The bishops and scholars behind the Front Royal Statement pointed to a sharp long-term contraction in Catholic schooling. The document says Catholic schools grew from about 1,400 in 1874 to 2,500 within a decade, then to nearly 13,000 by 1960, educating more than five million students. Today, it says, about 6,000 Catholic schools remain for fewer than 1.7 million students, and an average of 100 schools have closed each year for 60 years.

Salzmann, who is associate professor of theology and director of Benedictine’s Sheridan Center for Classical Studies, joined other scholars in supporting the statement’s call to renew Catholic education from the ground up. The seven principles in the document say education is for heaven, human dignity is paramount, the rights of children and parents matter, the Church has responsibilities, teachers and schools share responsibilities, curriculum should transmit the Catholic intellectual tradition, and Catholic schools should transmit Catholic culture.

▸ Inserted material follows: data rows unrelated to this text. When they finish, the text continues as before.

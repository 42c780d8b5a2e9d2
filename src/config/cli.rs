use crate::config::toml_config::AppConfig;
use crate::core::table::{DEFAULT_BUNDLE_NAME, DEFAULT_LOW_CONFIDENCE};
use crate::core::zip_mapper::DEFAULT_NEIGHBOR_WINDOW;
use crate::core::ConfigProvider;
use crate::utils::error::Result;
use crate::utils::validation::{validate_path, validate_range, Validate};
use clap::Parser;

#[derive(Debug, Clone, Parser)]
#[command(name = "txpower")]
#[command(about = "Texas electricity plan comparison API")]
#[command(version)]
pub struct ServeArgs {
    #[arg(long, short, env = "TXPOWER_CONFIG", help = "TOML configuration file")]
    pub config: Option<String>,

    #[arg(long, help = "Bind address, overrides server.host")]
    pub host: Option<String>,

    #[arg(long, short, help = "Listen port, overrides server.port and TXPOWER_PORT")]
    pub port: Option<u16>,

    #[arg(long, short, help = "Enable verbose output")]
    pub verbose: bool,

    #[arg(long, help = "Emit JSON logs")]
    pub log_json: bool,
}

impl ServeArgs {
    /// Defaults, then the TOML file, then the environment, then these flags.
    pub fn load_config(&self) -> Result<AppConfig> {
        let mut config = match &self.config {
            Some(path) => AppConfig::from_file(path)?,
            None => AppConfig::default(),
        };
        config.apply_env()?;
        self.apply_to(&mut config);
        Ok(config)
    }

    pub fn apply_to(&self, config: &mut AppConfig) {
        if let Some(host) = &self.host {
            config.server.host = host.clone();
        }
        if let Some(port) = self.port {
            config.server.port = port;
        }
        if self.verbose {
            config.logging.verbose = true;
        }
        if self.log_json {
            config.logging.format = "json".to_string();
        }
    }
}

#[derive(Debug, Clone, Parser)]
#[command(name = "zip_table")]
#[command(about = "Regenerate the ZIP to TDSP lookup bundle")]
pub struct TableArgs {
    #[arg(long, short, help = "CSV of ZIP codes: zip[,city,county]")]
    pub input: String,

    #[arg(long, help = "Override CSV: zip,tdsp,utility,city,county,confidence")]
    pub overrides: Option<String>,

    #[arg(long, short, default_value = "./output")]
    pub output_path: String,

    #[arg(long, default_value = DEFAULT_BUNDLE_NAME)]
    pub bundle_name: String,

    #[arg(long, default_value_t = DEFAULT_LOW_CONFIDENCE, help = "Flag mappings below this confidence")]
    pub low_confidence: u8,

    #[arg(long, default_value_t = DEFAULT_NEIGHBOR_WINDOW)]
    pub neighbor_window: u32,

    #[arg(long, help = "Report time and memory per phase")]
    pub monitor: bool,

    #[arg(long, short, help = "Enable verbose output")]
    pub verbose: bool,
}

impl ConfigProvider for TableArgs {
    fn zip_list_file(&self) -> &str {
        &self.input
    }

    fn override_file(&self) -> Option<&str> {
        self.overrides.as_deref()
    }

    fn bundle_name(&self) -> &str {
        &self.bundle_name
    }

    fn low_confidence_threshold(&self) -> u8 {
        self.low_confidence
    }
}

impl Validate for TableArgs {
    fn validate(&self) -> Result<()> {
        validate_path("input", &self.input)?;
        if let Some(overrides) = &self.overrides {
            validate_path("overrides", overrides)?;
        }
        validate_path("output_path", &self.output_path)?;
        validate_path("bundle_name", &self.bundle_name)?;
        validate_range("low_confidence", self.low_confidence, 0, 100)?;
        validate_range("neighbor_window", self.neighbor_window, 1, 100)?;
        Ok(())
    }
}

That is more than an academic argument. It asks whether Catholic education should be judged mainly by test scores, college placement or classroom technique, or whether it should be measured by how well it forms students in faith, reason and moral purpose. Salzmann said he came to see how some educational models deny the Catholic view of the human person, a line of thought that places the debate squarely around anthropology, not just pedagogy.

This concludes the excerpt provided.